= Behavioral operations management =

Behavioral operations management (often called behavioral operations) examines and takes into consideration human behaviours and emotions when facing complex decision problems. It relates to the behavioral aspects of the use of operations research and operations management. In particular, it focuses on understanding behavior in, with and beyond models. The general purpose is to make better use and improve the use of operations theories and practice, so that the benefits received from the potential improvements to operations approaches in practice, that arise from recent findings in behavioral sciences, are realized. Behavioral operations approaches have heavily influenced supply chain management research among others.

== Overview ==
Operations management involves a wide range of problem–solving skills aiming to help individuals or organizations to make more rational decisions as well as improving their efficiency. However, operations management often assumes that agents involved in the process or operating system, such as employees, consumers and suppliers, make fully rational decisions. Their decisions are not affected by their emotions as well as their surroundings and that they are able to react and distinguish between different types of information. In reality, this is not always true; human behavior has an important role in decision making and worker motivation, and therefore should be considered in the study of operations. This has led to the rise of behavioral operations management, which is defined as the study of impacts that human behavior has on operations, design and business interactions in different organizations. Behavioral operations management aims to understand the decision making of managers and tries to make improvements to the supply chain using the insight obtained.
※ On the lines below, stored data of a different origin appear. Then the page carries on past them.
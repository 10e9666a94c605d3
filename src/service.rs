//! Text-in, report-out compliance verification.

use crate::config::{LoaderConfig, VerifierConfig};
use crate::error::{AareError, AareResult};
use crate::extract::FactExtractor;
use crate::loader::{OntologyLoader, OntologySource};
use crate::smt::{NativeBackend, SolverBackend};
use crate::types::{
    compute_content_hash, ConstraintFailure, FactSet, MissingFact, OntologySummary,
    ProofCertificate, ViolationRecord,
};
use crate::verifier::{CancelFlag, ConstraintVerifier};
use serde::{Deserialize, Serialize};
use tracing::info;

/// Result of verifying one text against one ontology.
#[derive(Debug, Clone, Serialize, Deserialize, PartialEq)]
pub struct VerifyResponse {
    pub verification_id: String,
    pub verified: bool,
    pub violations: Vec<ViolationRecord>,
    pub parsed_data: FactSet,
    pub ontology: OntologySummary,
    pub proof: ProofCertificate,
    pub failures: Vec<ConstraintFailure>,
    pub missing_facts: Vec<MissingFact>,
    pub execution_time_ms: u64,
}

/// Loads an ontology, extracts facts from text and verifies them.
#[derive(Debug)]
pub struct ComplianceService<S: OntologySource, B: SolverBackend = NativeBackend> {
    loader: OntologyLoader<S>,
    verifier: ConstraintVerifier<B>,
}

impl<S: OntologySource> ComplianceService<S> {
    pub fn new(source: S) -> Self {
        Self::with_config(source, LoaderConfig::default(), VerifierConfig::default())
    }

    pub fn with_config(source: S, loader: LoaderConfig, verifier: VerifierConfig) -> Self {
        Self::from_parts(
            OntologyLoader::with_config(source, loader),
            ConstraintVerifier::with_config(verifier),
        )
    }
}

impl<S: OntologySource, B: SolverBackend> ComplianceService<S, B> {
    pub fn from_parts(loader: OntologyLoader<S>, verifier: ConstraintVerifier<B>) -> Self {
        Self { loader, verifier }
    }

    pub fn loader(&self) -> &OntologyLoader<S> {
        &self.loader
    }

    pub fn verifier(&self) -> &ConstraintVerifier<B> {
        &self.verifier
    }

    /// Verify `text` against the configured default ontology.
    pub fn verify_default(&self, text: &str) -> AareResult<VerifyResponse> {
        let name = self.loader.config().default_ontology_name.clone();
        self.verify(text, &name)
    }

    pub fn verify(&self, text: &str, ontology_name: &str) -> AareResult<VerifyResponse> {
        self.verify_with_cancel(text, ontology_name, &CancelFlag::new())
    }

    pub fn verify_with_cancel(
        &self,
        text: &str,
        ontology_name: &str,
        cancel: &CancelFlag,
    ) -> AareResult<VerifyResponse> {
        if text.trim().is_empty() {
            return Err(AareError::Validation {
                field: "text".to_string(),
                message: "text must not be empty".to_string(),
            });
        }

        let ontology = self.loader.load(ontology_name)?;
        let facts = FactExtractor::for_ontology(&ontology).extract(text);
        let report = self.verifier.verify_with_cancel(&facts, &ontology, cancel)?;

        let identity = serde_json::json!({
            "text": text,
            "ontology": {"name": ontology.name, "version": ontology.version},
            "facts": serde_json::to_value(&facts)?,
            "proof_digest": report.proof.digest,
        });
        let verification_id = compute_content_hash(&identity);

        info!(
            verification_id = %verification_id,
            ontology = %ontology.name,
            verified = report.verified,
            "text verified"
        );

        Ok(VerifyResponse {
            verification_id,
            verified: report.verified,
            violations: report.violations,
            parsed_data: facts,
            ontology: ontology.summary(),
            proof: report.proof,
            failures: report.failures,
            missing_facts: report.missing_facts,
            execution_time_ms: report.execution_time_ms,
        })
    }
}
Behavioral operations management includes knowledge from a number of fields, such as economics, behavioral science, psychology and other social sciences. Traditional operations management and behavioral operations management have a common intellectual goal, aiming to make differences in operations outcomes, such as flexibility, efficiency and productivity.

== Theoretical influence ==
Humans have limitations in their ability to collect and react to relevant information. When a decision or conclusion has to be made through complex information, human decision-makers often fail to comply with normative decision theories. Moreover, a person's lifestyle, social interactions and collective behaviors have a clear influence on their decisions.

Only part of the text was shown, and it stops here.